Prompt ->
Lines from the first one down to the one containing "its first position." in the data below are the only ones needed; please return them exactly, both ends included.

Data excerpts
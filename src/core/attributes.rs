//! Attributes of a start tag.
//!
//! Stored as ordered key-value pairs of strings; most COLLADA elements carry
//! only a handful, so the common case stays inline.

use smallvec::SmallVec;
use std::fmt;
use std::str::FromStr;

use crate::util::{Error, Result};

/// Attribute storage - key-value pairs in document order.
#[derive(Clone, Default, PartialEq, Eq)]
pub struct Attributes {
    entries: SmallVec<[(String, String); 4]>,
}

impl Attributes {
    /// Create empty attributes.
    pub fn new() -> Self {
        Self::default()
    }

    /// Set an attribute value. A repeated key keeps its first position.
    pub fn set(&mut self, key: impl Into<String>, value: impl Into<String>) {
        let key = key.into();
        let value = value.into();

        for (k, v) in &mut self.entries {
            if k == &key {
                *v = value;
                return;
            }
        }
        self.entries.push((key, value));
    }

    /// Get an attribute value by key.
    pub fn get(&self, key: &str) -> Option<&str> {
        self.entries
            .iter()
            .find(|(k, _)| k == key)
            .map(|(_, v)| v.as_str())
    }

    /// Get an attribute as an owned string.
    pub fn string(&self, key: &str) -> Option<String> {
        self.get(key).map(str::to_string)
    }

    /// Get a mandatory attribute, failing with the owning element's name.
    pub fn required(&self, element: &str, key: &str) -> Result<&str> {
        self.get(key).ok_or_else(|| Error::missing(element, key))
    }

    /// Parse an optional attribute; a missing one yields `None`.
    pub fn parse<T: FromStr>(&self, element: &str, key: &str) -> Result<Option<T>> {
        match self.get(key) {
            Some(raw) => raw
                .trim()
                .parse::<T>()
                .map(Some)
                .map_err(|_| Error::invalid(element, raw)),
            None => Ok(None),
        }
    }

    /// Parse a mandatory attribute.
    pub fn parse_required<T: FromStr>(&self, element: &str, key: &str) -> Result<T> {
        let raw = self.required(element, key)?;
        raw.trim().parse::<T>().map_err(|_| Error::invalid(element, raw))
    }

    /// Check if a key exists.
    pub fn contains(&self, key: &str) -> bool {
        self.entries.iter().any(|(k, _)| k == key)
    }

    /// Get the number of entries.
    pub fn len(&self) -> usize {
        self.entries.len()
    }

    /// Check if empty.
    pub fn is_empty(&self) -> bool {
        self.entries.is_empty()
    }

    /// Iterate over key-value pairs.
    pub fn iter(&self) -> impl Iterator<Item = (&str, &str)> {
        self.entries.iter().map(|(k, v)| (k.as_str(), v.as_str()))
    }
}

impl fmt::Debug for Attributes {
    fn fmt(&self, f: &mut fmt::Formatter<'_>) -> fmt::Result {
        f.debug_map()
            .entries(self.entries.iter().map(|(k, v)| (k, v)))
            .finish()
    }
}

impl FromIterator<(String, String)> for Attributes {
    fn from_iter<T: IntoIterator<Item = (String, String)>>(iter: T) -> Self {
        let mut attrs = Self::new();
        for (k, v) in iter {
            attrs.set(k, v);
        }
        attrs
    }
}

impl<'a> FromIterator<(&'a str, &'a str)> for Attributes {
    fn from_iter<T: IntoIterator<Item = (&'a str, &'a str)>>(iter: T) -> Self {
        iter.into_iter()
            .map(|(k, v)| (k.to_string(), v.to_string()))
            .collect()
    }
}
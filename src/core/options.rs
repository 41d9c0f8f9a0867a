//! Decoder configuration.

use serde::{Deserialize, Serialize};
use std::path::{Path, PathBuf};
use std::sync::atomic::{AtomicBool, Ordering};
use std::sync::Arc;

use crate::util::{Error, Result};

/// Default element nesting limit.
pub const DEFAULT_MAX_DEPTH: usize = 1000;

/// Options controlling a decode. Loadable from JSON; missing fields take
/// their defaults.
#[derive(Debug, Clone, PartialEq, Eq, Serialize, Deserialize)]
#[serde(default)]
pub struct DecodeOptions {
    /// Maximum element nesting depth, root included.
    pub max_depth: usize,
    /// Fail on the first reference left unresolved after the full parse.
    pub strict: bool,
    /// Treat `id` on library elements as mandatory.
    pub require_library_ids: bool,
    /// Trim whitespace around captured character data.
    pub trim_text: bool,
}

impl Default for DecodeOptions {
    fn default() -> Self {
        Self {
            max_depth: DEFAULT_MAX_DEPTH,
            strict: false,
            require_library_ids: false,
            trim_text: true,
        }
    }
}

impl DecodeOptions {
    /// Strict variant of the defaults.
    pub fn strict() -> Self {
        Self {
            strict: true,
            ..Self::default()
        }
    }

    /// Default config file location (`<config dir>/collada/options.json`).
    pub fn default_path() -> Option<PathBuf> {
        dirs::config_dir().map(|mut p| {
            p.push("collada");
            p.push("options.json");
            p
        })
    }

    /// Load options from a JSON file.
    pub fn load(path: impl AsRef<Path>) -> Result<Self> {
        let path = path.as_ref();
        let text = std::fs::read_to_string(path).map_err(|e| {
            if e.kind() == std::io::ErrorKind::NotFound {
                Error::FileNotFound(path.to_path_buf())
            } else {
                Error::Io(e)
            }
        })?;
        let mut options: Self = serde_json::from_str(&text)?;
        if options.max_depth == 0 {
            options.max_depth = DEFAULT_MAX_DEPTH;
        }
        Ok(options)
    }

    /// Load options from the default location, falling back to defaults when
    /// the file is absent or unreadable.
    pub fn load_default() -> Self {
        Self::default_path()
            .and_then(|p| Self::load(p).ok())
            .unwrap_or_default()
    }

    /// Save options as pretty JSON.
    pub fn save(&self, path: impl AsRef<Path>) -> Result<()> {
        let json = serde_json::to_string_pretty(self)?;
        std::fs::write(path, json)?;
        Ok(())
    }
}

/// Cooperative cancellation flag shared between a decode and its caller.
#[derive(Clone, Debug, Default)]
pub struct CancelToken(Arc<AtomicBool>);

impl CancelToken {
    /// Create a token in the "not cancelled" state.
    pub fn new() -> Self {
        Self::default()
    }

    /// Request cancellation. The decode stops at its next iteration step.
    pub fn cancel(&self) {
        self.0.store(true, Ordering::Relaxed);
    }

    /// Check whether cancellation was requested.
    pub fn is_cancelled(&self) -> bool {
        self.0.load(Ordering::Relaxed)
    }
}
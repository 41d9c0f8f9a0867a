//! `<effect>` builder, `profile_COMMON` only.

use glam::{Vec2, Vec3, Vec4};

use super::{asset, Context};
use crate::core::{Element, TokenSource};
use crate::dom::{
    ColorOrTexture, Effect, Handle, Library, NewParam, ParamValue, Reference, Sampler2D, Shading, Surface, Technique,
};
use crate::util::{color_from_slice, parse_list, parse_value, Error, Result};

pub(crate) fn effect<S: TokenSource>(ctx: &mut Context<'_, S>, lib: &mut Library<Effect>, el: &Element) -> Result<usize> {
    let mut effect = Effect {
        id: el.attr_string("id"),
        name: el.attr_string("name"),
        ..Effect::default()
    };
    // Registered before the children so document order decides duplicate ids
    let index = lib.push(Effect {
        id: effect.id.clone(),
        name: effect.name.clone(),
        ..Effect::default()
    });
    ctx.register(effect.id.as_deref(), Handle::Effect(index), el.name());

    while let Some(child) = ctx.next_child(el)? {
        match child.name() {
            "profile_COMMON" => profile_common(ctx, &child, &mut effect)?,
            // Effect-scope parameters are visible to the common profile
            "newparam" => {
                if let Some(param) = newparam(ctx, &child)? {
                    effect.params.push(param);
                }
            }
            "asset" => {
                asset::asset(ctx, &child)?;
            }
            "profile_GLSL" | "profile_GLES" | "profile_GLES2" | "profile_CG" | "profile_BRIDGE" | "profile_CL"
            | "annotate" | "image" | "extra" => ctx.unsupported(el, &child)?,
            _ => ctx.unknown(el, &child)?,
        }
    }

    if let Some(slot) = lib.get_mut(index) {
        *slot = effect;
    }
    Ok(index)
}

fn profile_common<S: TokenSource>(ctx: &mut Context<'_, S>, el: &Element, effect: &mut Effect) -> Result<()> {
    while let Some(child) = ctx.next_child(el)? {
        match child.name() {
            "newparam" => {
                if let Some(param) = newparam(ctx, &child)? {
                    effect.params.push(param);
                }
            }
            "technique" => effect.technique = Some(technique(ctx, &child)?),
            "asset" => {
                asset::asset(ctx, &child)?;
            }
            "image" | "extra" => ctx.unsupported(el, &child)?,
            _ => ctx.unknown(el, &child)?,
        }
    }
    Ok(())
}

/// Decode a `<newparam>`. Parameter types that are not decoded yield `None`.
fn newparam<S: TokenSource>(ctx: &mut Context<'_, S>, el: &Element) -> Result<Option<NewParam>> {
    let sid = el.required("sid")?.to_string();
    let mut value = None;

    while let Some(child) = ctx.next_child(el)? {
        match child.name() {
            "surface" => value = Some(ParamValue::Surface(surface(ctx, &child)?)),
            "sampler2D" => value = Some(ParamValue::Sampler2D(sampler2d(ctx, &child)?)),
            "float" => value = Some(ParamValue::Float(parse_value("float", &child.text)?)),
            "float2" => value = Some(ParamValue::Float2(Vec2::from_array(fixed("float2", &child.text)?))),
            "float3" => value = Some(ParamValue::Float3(Vec3::from_array(fixed("float3", &child.text)?))),
            "float4" => value = Some(ParamValue::Float4(Vec4::from_array(fixed("float4", &child.text)?))),
            "semantic" | "modifier" | "annotate" => {}
            _ => ctx.unsupported(el, &child)?,
        }
    }
    Ok(value.map(|value| NewParam { sid, value }))
}

/// Parse exactly `N` floats.
fn fixed<const N: usize>(element: &str, text: &str) -> Result<[f32; N]> {
    let values: Vec<f32> = parse_list(element, text)?;
    values.try_into().map_err(|_| Error::invalid(element, text))
}

fn surface<S: TokenSource>(ctx: &mut Context<'_, S>, el: &Element) -> Result<Surface> {
    let mut surface = Surface {
        kind: el.attr_string("type").unwrap_or_default(),
        ..Surface::default()
    };
    while let Some(child) = ctx.next_child(el)? {
        match child.name() {
            "init_from" => {
                if let Some(image) = child.text_opt() {
                    ctx.reference(&image, "surface", "init_from");
                    surface.init_from = Some(image);
                }
            }
            "format" => surface.format = child.text_opt(),
            "format_hint" | "size" | "viewport_ratio" | "mip_levels" | "mipmap_generate" | "extra" => {
                ctx.unsupported(el, &child)?
            }
            _ => ctx.unknown(el, &child)?,
        }
    }
    Ok(surface)
}

fn sampler2d<S: TokenSource>(ctx: &mut Context<'_, S>, el: &Element) -> Result<Sampler2D> {
    let mut sampler = Sampler2D::default();
    while let Some(child) = ctx.next_child(el)? {
        match child.name() {
            "source" => sampler.source = child.text_opt(),
            "instance_image" => {
                let url = child.required("url")?;
                ctx.reference(url, child.name(), "url");
                sampler.instance_image = Some(Reference::new(url));
            }
            "wrap_s" => sampler.wrap_s = child.text_opt(),
            "wrap_t" => sampler.wrap_t = child.text_opt(),
            "minfilter" => sampler.minfilter = child.text_opt(),
            "magfilter" => sampler.magfilter = child.text_opt(),
            "mipfilter" | "border_color" | "mipmap_maxlevel" | "mipmap_bias" | "max_anisotropy" => {}
            "extra" => ctx.unsupported(el, &child)?,
            _ => ctx.unknown(el, &child)?,
        }
    }
    if sampler.source.is_none() && sampler.instance_image.is_none() {
        return Err(Error::missing(el.name(), "source"));
    }
    Ok(sampler)
}

fn technique<S: TokenSource>(ctx: &mut Context<'_, S>, el: &Element) -> Result<Technique> {
    let mut technique = Technique {
        sid: el.attr_string("sid"),
        ..Technique::default()
    };
    while let Some(child) = ctx.next_child(el)? {
        if let Some(shading) = Shading::from_tag(child.name()) {
            technique.shading = shading;
            shading_model(ctx, &child, &mut technique)?;
            continue;
        }
        match child.name() {
            "asset" => {
                asset::asset(ctx, &child)?;
            }
            "extra" => ctx.unsupported(el, &child)?,
            _ => ctx.unknown(el, &child)?,
        }
    }
    Ok(technique)
}

fn shading_model<S: TokenSource>(ctx: &mut Context<'_, S>, el: &Element, t: &mut Technique) -> Result<()> {
    while let Some(child) = ctx.next_child(el)? {
        match child.name() {
            "emission" => t.emission = color_or_texture(ctx, &child)?,
            "ambient" => t.ambient = color_or_texture(ctx, &child)?,
            "diffuse" => t.diffuse = color_or_texture(ctx, &child)?,
            "specular" => t.specular = color_or_texture(ctx, &child)?,
            "reflective" => t.reflective = color_or_texture(ctx, &child)?,
            "transparent" => t.transparent = color_or_texture(ctx, &child)?,
            "shininess" => t.shininess = float_or_param(ctx, &child)?,
            "reflectivity" => t.reflectivity = float_or_param(ctx, &child)?,
            "transparency" => t.transparency = float_or_param(ctx, &child)?,
            "index_of_refraction" => t.index_of_refraction = float_or_param(ctx, &child)?,
            _ => ctx.unknown(el, &child)?,
        }
    }
    Ok(())
}

fn color_or_texture<S: TokenSource>(ctx: &mut Context<'_, S>, el: &Element) -> Result<Option<ColorOrTexture>> {
    let mut value = None;
    while let Some(child) = ctx.next_child(el)? {
        match child.name() {
            "color" => {
                let components: Vec<f32> = parse_list("color", &child.text)?;
                value = Some(ColorOrTexture::Color(color_from_slice("color", &components)?));
            }
            "param" => value = Some(ColorOrTexture::Param(child.required("ref")?.to_string())),
            "texture" => {
                value = Some(ColorOrTexture::Texture {
                    texture: child.required("texture")?.to_string(),
                    texcoord: child.attr_string("texcoord"),
                })
            }
            _ => ctx.unknown(el, &child)?,
        }
    }
    Ok(value)
}

fn float_or_param<S: TokenSource>(ctx: &mut Context<'_, S>, el: &Element) -> Result<Option<f32>> {
    let mut value = None;
    while let Some(child) = ctx.next_child(el)? {
        match child.name() {
            "float" => value = Some(parse_value("float", &child.text)?),
            "param" => ctx.unsupported(el, &child)?,
            _ => ctx.unknown(el, &child)?,
        }
    }
    Ok(value)
}
fn main() {
    let now = time::OffsetDateTime::now_utc();
    let date_fmt = time::format_description::parse("[month repr:short] [day padding:space] [year]")
        .expect("valid date format");
    let time_fmt = time::format_description::parse("[hour]:[minute]:[second]")
        .expect("valid time format");

    let date = std::env::var("COLLADA_BUILD_DATE")
        .unwrap_or_else(|_| now.format(&date_fmt).unwrap_or_else(|_| "unknown".to_string()));
    let time = std::env::var("COLLADA_BUILD_TIME")
        .unwrap_or_else(|_| now.format(&time_fmt).unwrap_or_else(|_| "unknown".to_string()));

    println!("cargo:rustc-env=COLLADA_BUILD_DATE={}", date);
    println!("cargo:rustc-env=COLLADA_BUILD_TIME={}", time);
}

Result of this task ->
filename src/core/attributes.rs
//! Attributes of a start tag.
//!
//! Stored as ordered key-value pairs of strings; most COLLADA elements carry
//! only a handful, so the common case stays inline.

use smallvec::SmallVec;
use std::fmt;
use std::str::FromStr;

use crate::util::{Error, Result};

/// Attribute storage - key-value pairs in document order.
#[derive(Clone, Default, PartialEq, Eq)]
pub struct Attributes {
    entries: SmallVec<[(String, String); 4]>,
}

impl Attributes {
    /// Create empty attributes.
    pub fn new() -> Self {
        Self::default()
    }

    /// Set an attribute value. A repeated key keeps its first position.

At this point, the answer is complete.